We used Western blot analysis to verify the presence of sGCβ in spinal cord. The anti-sGCβ1 antibody detected a single strong band in blots from homogenates of lumbar cord, migrating at ∼70 kDa, corresponding to the predicted size of the β1 subunit of sGC (Fig. 1). These data also confirmed that this antibody is specific in spinal cord tissue.

Fig. 1.

Fig. 1

Western blot analysis of sGCβ1 subunit in rat lumbar spinal cord. The anti-sGCβ1 antibody detected a single band at ∼70 kDa, corresponding to β1 subunit.

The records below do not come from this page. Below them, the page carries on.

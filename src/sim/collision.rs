//! Collision detection and resolution
//!
//! Runs once per tick, after motion, in a fixed order: player bullets
//! against enemies, powerup pickup, enemy bullets against the player,
//! then the game-over check. The order matters: a pickup and a hit in
//! the same tick must leave the fire level at 1, not 2.
//!
//! Enemy and powerup screen positions are recomputed from the shared
//! projection model here rather than cached at spawn; drawing and
//! colliding must never disagree about where something is.

use glam::Vec2;
use rand::Rng;

use crate::consts::*;

use super::projection::project;
use super::state::{GameState, Powerup};

/// Resolve one tick's collisions and their gameplay consequences
pub fn resolve(state: &mut GameState) {
    bullets_vs_enemies(state);
    collect_powerups(state);
    enemy_bullets_vs_player(state);

    if state.health <= 0 && !state.game_over {
        state.game_over = true;
        log::info!("Game over at score {}", state.score);
    }
}

/// Player bullets against enemy bounding boxes
///
/// A bullet spends itself on the first enemy it overlaps; iteration is
/// newest-enemy-first, and the tie-break among several overlapping
/// enemies is deliberately unspecified.
fn bullets_vs_enemies(state: &mut GameState) {
    let mut i = state.bullets.len();
    while i > 0 {
        i -= 1;
        let shot = state.bullets[i].pos;
        let mut spent = false;

        let mut j = state.enemies.len();
        while j > 0 {
            j -= 1;
            let (z, x_offset) = (state.enemies[j].z, state.enemies[j].x_offset);
            let anchor = project(z, x_offset);
            let half_w = ENEMY_BOX_WIDTH * z / 2.0;
            let height = ENEMY_BOX_HEIGHT * z;
            let overlap = shot.x > anchor.x - half_w
                && shot.x < anchor.x + half_w
                && shot.y > anchor.y - height
                && shot.y < anchor.y;
            if !overlap {
                continue;
            }

            spent = true;
            state.enemies[j].health -= 1;
            let flash_at = Vec2::new(anchor.x, anchor.y - height / 2.0);
            if state.enemies[j].health <= 0 {
                let dead = state.enemies.remove(j);
                state.spawn_burst(flash_at, COLOR_DESTRUCTION);
                state.score += state.tuning.kill_score;
                if state.rng.random::<f32>() < state.tuning.powerup_drop_chance {
                    state.powerups.push(Powerup {
                        z: dead.z,
                        x_offset: dead.x_offset,
                    });
                    log::debug!("Powerup dropped at z {:.2}", dead.z);
                }
            } else {
                state.spawn_burst(flash_at, COLOR_HIT_FLASH);
            }
            break;
        }

        if spent {
            state.bullets.remove(i);
        }
    }
}

/// Powerup pickup, then the deferred cutoff cull
fn collect_powerups(state: &mut GameState) {
    let mut i = state.powerups.len();
    while i > 0 {
        i -= 1;
        let at = project(state.powerups[i].z, state.powerups[i].x_offset);
        let captured = at.y > PICKUP_BAND_TOP
            && at.y < VIEW_HEIGHT
            && (at.x - state.player_x).abs() < PICKUP_LATERAL_RANGE;
        if captured {
            state.powerups.remove(i);
            state.fire_level += 1;
            state.score += state.tuning.powerup_score;
            state.shake_intensity = SHAKE_ON_PICKUP;
            log::debug!("Fire level up to {}", state.fire_level);
        } else if state.powerups[i].z > DEPTH_CUTOFF {
            state.powerups.remove(i);
        }
    }
}

/// Enemy bullets against the fixed player hit-box
fn enemy_bullets_vs_player(state: &mut GameState) {
    let mut i = state.enemy_bullets.len();
    while i > 0 {
        i -= 1;
        let at = state.enemy_bullets[i].pos;
        let hit = at.x > state.player_x - PLAYER_HALF_WIDTH
            && at.x < state.player_x + PLAYER_HALF_WIDTH
            && at.y > MUZZLE_Y
            && at.y < PLAYER_HITBOX_BOTTOM;
        if hit {
            let damage = state.enemy_bullets.remove(i).damage;
            state.health = (state.health - damage).max(0);
            state.shake_intensity = SHAKE_ON_HIT;
            // Any hit strips the accumulated power level
            state.fire_level = 1;
        }
    }
}

#[cfg(test)]
mod tests {
    use super::*;
    use crate::sim::state::{Bullet, Enemy, EnemyBullet, EnemyKind, GameEvent};

    fn enemy(z: f32, x_offset: f32, kind: EnemyKind) -> Enemy {
        Enemy {
            z,
            x_offset,
            kind,
            health: kind.base_health(),
            last_fire_ms: 0.0,
        }
    }

    fn bullet_at(x: f32, y: f32) -> Bullet {
        Bullet {
            pos: Vec2::new(x, y),
            size: BULLET_SIZE,
            drift: 0.0,
        }
    }

    #[test]
    fn test_scout_kill_scores_and_bursts() {
        let mut state = GameState::new(11);
        state.enemies.push(enemy(0.5, 80.0, EnemyKind::Scout));
        // Anchor projects to (420, 375); box spans x in (400, 440), y in (360, 375)
        state.bullets.push(bullet_at(420.0, 370.0));

        resolve(&mut state);

        assert!(state.enemies.is_empty());
        assert!(state.bullets.is_empty());
        assert_eq!(state.score, 500);
        assert_eq!(state.particles.len(), BURST_COUNT);
        assert_eq!(state.events, vec![GameEvent::Explosion]);
        assert_eq!(state.particles[0].color, COLOR_DESTRUCTION);
        // Drop roll is random; at most one powerup comes out of one kill
        assert!(state.powerups.len() <= 1);
        if let Some(p) = state.powerups.first() {
            assert_eq!(p.z, 0.5);
            assert_eq!(p.x_offset, 80.0);
        }
    }

    #[test]
    fn test_heavy_survives_first_hit_with_flash() {
        let mut state = GameState::new(11);
        state.enemies.push(enemy(0.5, 0.0, EnemyKind::Heavy));
        state.bullets.push(bullet_at(400.0, 370.0));

        resolve(&mut state);

        assert_eq!(state.enemies.len(), 1);
        assert_eq!(state.enemies[0].health, 1);
        assert!(state.bullets.is_empty());
        assert_eq!(state.score, 0);
        assert!(state.powerups.is_empty());
        assert_eq!(state.particles[0].color, COLOR_HIT_FLASH);
        assert_eq!(state.events, vec![GameEvent::Explosion]);
    }

    #[test]
    fn test_bullet_misses_outside_box() {
        let mut state = GameState::new(11);
        state.enemies.push(enemy(0.5, 0.0, EnemyKind::Scout));
        // Box spans x in (380, 420), y in (360, 375)
        state.bullets.push(bullet_at(379.0, 370.0));
        state.bullets.push(bullet_at(400.0, 376.0));

        resolve(&mut state);

        assert_eq!(state.enemies.len(), 1);
        assert_eq!(state.bullets.len(), 2);
        assert_eq!(state.score, 0);
    }

    #[test]
    fn test_bullet_spends_itself_on_one_enemy() {
        let mut state = GameState::new(11);
        state.enemies.push(enemy(0.5, 0.0, EnemyKind::Scout));
        state.enemies.push(enemy(0.5, 10.0, EnemyKind::Scout));
        state.bullets.push(bullet_at(400.0, 370.0));

        resolve(&mut state);

        // One kill, one survivor; which one dies is not part of the contract
        assert_eq!(state.enemies.len(), 1);
        assert!(state.bullets.is_empty());
        assert_eq!(state.score, 500);
    }

    #[test]
    fn test_powerup_pickup_in_capture_band() {
        let mut state = GameState::new(3);
        // z=0.9 projects to y ~543, inside the (500, 600) band, centered
        state.powerups.push(Powerup { z: 0.9, x_offset: 0.0 });
        state.fire_level = 1;

        resolve(&mut state);

        assert!(state.powerups.is_empty());
        assert_eq!(state.fire_level, 2);
        assert_eq!(state.score, 1000);
        assert_eq!(state.shake_intensity, SHAKE_ON_PICKUP);
    }

    #[test]
    fn test_powerup_missed_when_too_far_sideways() {
        let mut state = GameState::new(3);
        // Projected x = 400 + 100*0.81 = 481, beyond the 50-unit reach
        state.powerups.push(Powerup { z: 0.9, x_offset: 100.0 });

        resolve(&mut state);

        assert_eq!(state.powerups.len(), 1);
        assert_eq!(state.fire_level, 1);
        assert_eq!(state.score, 0);
    }

    #[test]
    fn test_powerup_culled_past_cutoff() {
        let mut state = GameState::new(3);
        state.player_x = 100.0; // keep it out of the capture band
        state.powerups.push(Powerup { z: 1.6, x_offset: 200.0 });

        resolve(&mut state);

        assert!(state.powerups.is_empty());
        assert_eq!(state.fire_level, 1);
    }

    #[test]
    fn test_player_hit_drains_health_and_resets_power() {
        let mut state = GameState::new(3);
        state.fire_level = 3;
        state.enemy_bullets.push(EnemyBullet {
            pos: Vec2::new(state.player_x, 540.0),
            size: 4.0,
            damage: 20,
        });

        resolve(&mut state);

        assert!(state.enemy_bullets.is_empty());
        assert_eq!(state.health, 80);
        assert_eq!(state.fire_level, 1);
        assert_eq!(state.shake_intensity, SHAKE_ON_HIT);
        assert!(!state.game_over);
    }

    #[test]
    fn test_health_clamps_at_zero_and_game_ends() {
        let mut state = GameState::new(3);
        state.health = 30;
        state.enemy_bullets.push(EnemyBullet {
            pos: Vec2::new(state.player_x, 540.0),
            size: 6.0,
            damage: 40,
        });

        resolve(&mut state);

        assert_eq!(state.health, 0);
        assert!(state.game_over);
    }

    #[test]
    fn test_pickup_then_hit_same_tick_leaves_level_one() {
        let mut state = GameState::new(3);
        state.powerups.push(Powerup { z: 0.9, x_offset: 0.0 });
        state.enemy_bullets.push(EnemyBullet {
            pos: Vec2::new(state.player_x, 540.0),
            size: 4.0,
            damage: 20,
        });

        resolve(&mut state);

        // The pickup landed (score proves it) but the hit strips it
        assert_eq!(state.score, 1000);
        assert_eq!(state.fire_level, 1);
        assert_eq!(state.health, 80);
    }

    #[test]
    fn test_collision_anchor_matches_spawn_projection() {
        // The muzzle an enemy fires from and the box a bullet checks
        // against must come from the same projection
        let anchor = project(0.42, -150.0);
        assert_eq!(anchor.x, super::super::projection::screen_x(0.42, -150.0, CENTER_X));
        assert_eq!(
            anchor.y,
            super::super::projection::screen_y(0.42, HORIZON_Y, VIEW_HEIGHT)
        );
    }
}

Immunoperoxidase staining of sGCβ1 in superficial dorsal horn

We performed immunohistochemistry for sGCβ1 on sections of L4 and L5 spinal cord (Fig. 2). sGC immunostaining was widely distributed throughout the gray matter of the superficial dorsal horn. The staining pattern showed a laminar organization: Somatic staining was strongest in lamina I, moderate in lamina IIo, and weak in IIi; likewise, neuropil staining was strong in lamina I, and moderate in lamina II (Fig. 2A). Somatodendritic staining was well-defined in deeper laminae of the dorsal horn. At high magnification, scattered immunopositive somata could be seen in lamina I (Fig. 2B, C). Numerous large puncta (arrows in Fig. 2B) and some processes running parallel to the surface of the gray matter (arrowheads) were densely stained in lamina I. In lamina II, weakly sGCβ1-positive somata lay among a dense plexus of stained processes (Fig. 2B). On parasagittal sections, most stained neurons were elongated along the rostro-caudal axis (Fig. 2C). Immunopositive processes also ran rostro-caudally in laminae I and IIo, but exhibited less orientation in deeper laminae. To examine the subcellular expression of sGC, we performed immunoelectron microscopy. Immunoperoxidase reaction product was mainly found in somata and dendrites (Fig. 2D, E). A few axon terminals were also immunopositive (Fig. 2F); these terminals did not contain dense core vesicles.

Fig. 2.

Fig. 2

sGCβ1 immunoperoxidase staining in rat superficial dorsal horn at LM (A-C) and EM (D-F). A, low magnification photomicrograph of immunostaining on transverse section. Staining is seen throughout the superficial dorsal horn, strong in lamina I and weaker in lamina II. B, higher magnification view of the boxed region in A. Somatic staining is strong in lamina I. Numerous large puncta (arrows) and some processes (arrowheads) stain densely in lamina I. In lamina II, weakly sGC-positive somata lie among a dense plexus of stained processes. C, parasagittal sections; stained neurons in lamina I were elongated along the rostro-caudal axis. Immunopositive processes also run rostro-caudally in laminae I and IIo, but more randomly in deeper laminae. D, a positive soma in lamina I (arrowheads pointing to DAB deposits scattered in cytoplasm). A few positive dendrites are also visible (arrows). E, transverse section of a positive dendrite located in lamina I. F, a stained axonal terminal makes synaptic contact onto a dendrite in lamina IIi. Scale bars = 100 μm (A); 20 μm (B, C); 2 μm (D); 0.5 μm (E, F).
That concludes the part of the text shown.